• [Collected data]:
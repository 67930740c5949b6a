//! Hash-chained JSONL progress journal

use crate::chain::{calculate_entry_hash, verify_chain, GENESIS};
use crate::error::ProgressError;
use acadia_core::Points;
use chrono::{DateTime, Utc};
use serde::{Deserialize, Serialize};
use std::fs::{File, OpenOptions};
use std::io::{BufRead, BufReader, Write};
use std::path::{Path, PathBuf};

/// What happened, attached to a `ProgressEntry`
#[derive(Debug, Clone, PartialEq, Serialize, Deserialize)]
#[serde(tag = "type", rename_all = "snake_case")]
pub enum ProgressEventKind {
    /// The watch high-water mark for a lesson moved forward
    WatchAdvanced { watched_seconds: u32 },

    /// A lesson crossed its completion threshold (or was explicitly
    /// completed); `points` is what was awarded, zero on a re-completion
    LessonCompleted { points: Points },

    /// Every lesson of the course is complete
    CourseCompleted,
}

/// One journal line. Entries are hash-chained in append order.
#[derive(Debug, Clone, PartialEq, Serialize, Deserialize)]
pub struct ProgressEntry {
    pub sequence: u64,
    pub prev_hash: String,
    pub hash: String,
    pub timestamp: DateTime<Utc>,
    pub user_id: String,
    pub course_id: String,
    /// None for course-level events
    pub lesson_id: Option<String>,
    pub kind: ProgressEventKind,
}

/// Append-only JSONL journal maintaining the hash chain.
///
/// In-memory mode (tests) keeps chain counters but discards entries.
pub struct ProgressJournal {
    path: PathBuf,
    file: Option<File>,
    next_sequence: u64,
    last_hash: String,
}

impl ProgressJournal {
    /// Open (creating if needed) a journal, scanning existing entries to
    /// restore the chain position. Returns the journal and the replayed
    /// entries so callers can rebuild state in one pass.
    pub fn open(path: impl AsRef<Path>) -> Result<(Self, Vec<ProgressEntry>), ProgressError> {
        let path = path.as_ref().to_path_buf();

        if let Some(parent) = path.parent() {
            std::fs::create_dir_all(parent)?;
        }

        let entries = Self::read_entries(&path)?;
        let (next_sequence, last_hash) = match entries.last() {
            Some(last) => (last.sequence + 1, last.hash.clone()),
            None => (0, GENESIS.to_string()),
        };

        let file = OpenOptions::new().create(true).append(true).open(&path)?;

        Ok((
            Self {
                path,
                file: Some(file),
                next_sequence,
                last_hash,
            },
            entries,
        ))
    }

    /// Create an in-memory journal (for testing)
    pub fn in_memory() -> Self {
        Self {
            path: PathBuf::new(),
            file: None,
            next_sequence: 0,
            last_hash: GENESIS.to_string(),
        }
    }

    /// Append one event, extending the chain
    pub fn append(
        &mut self,
        user_id: &str,
        course_id: &str,
        lesson_id: Option<&str>,
        kind: ProgressEventKind,
        timestamp: DateTime<Utc>,
    ) -> Result<ProgressEntry, ProgressError> {
        let mut entry = ProgressEntry {
            sequence: self.next_sequence,
            prev_hash: self.last_hash.clone(),
            hash: String::new(),
            timestamp,
            user_id: user_id.to_string(),
            course_id: course_id.to_string(),
            lesson_id: lesson_id.map(|s| s.to_string()),
            kind,
        };
        entry.hash = calculate_entry_hash(&entry);

        let json = serde_json::to_string(&entry)?;
        if let Some(ref mut file) = self.file {
            writeln!(file, "{}", json)?;
            file.flush()?;
        }

        self.next_sequence += 1;
        self.last_hash = entry.hash.clone();
        Ok(entry)
    }

    /// Read all entries from disk and verify the chain
    pub fn verify(&self) -> Result<usize, ProgressError> {
        if self.file.is_none() {
            return Ok(0);
        }
        let entries = Self::read_entries(&self.path)?;
        verify_chain(&entries)?;
        Ok(entries.len())
    }

    /// Number of entries appended so far (including replayed ones)
    pub fn len(&self) -> u64 {
        self.next_sequence
    }

    pub fn is_empty(&self) -> bool {
        self.next_sequence == 0
    }

    /// Check if this is an in-memory journal
    pub fn is_in_memory(&self) -> bool {
        self.file.is_none()
    }

    fn read_entries(path: &Path) -> Result<Vec<ProgressEntry>, ProgressError> {
        if !path.exists() {
            return Ok(Vec::new());
        }

        let file = File::open(path)?;
        let reader = BufReader::new(file);
        let mut entries = Vec::new();

        for line in reader.lines() {
            let line = line?;
            if line.trim().is_empty() {
                continue;
            }
            let entry: ProgressEntry = serde_json::from_str(&line)?;
            entries.push(entry);
        }

        Ok(entries)
    }
}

• [WORK INSTRUCTIONS]:
In the entries above, find every line holding the word "BufReader" and copy it out.

• [RESULT OF THE TASK]:
use std::io::{BufRead, BufReader, Write};
        let reader = BufReader::new(file);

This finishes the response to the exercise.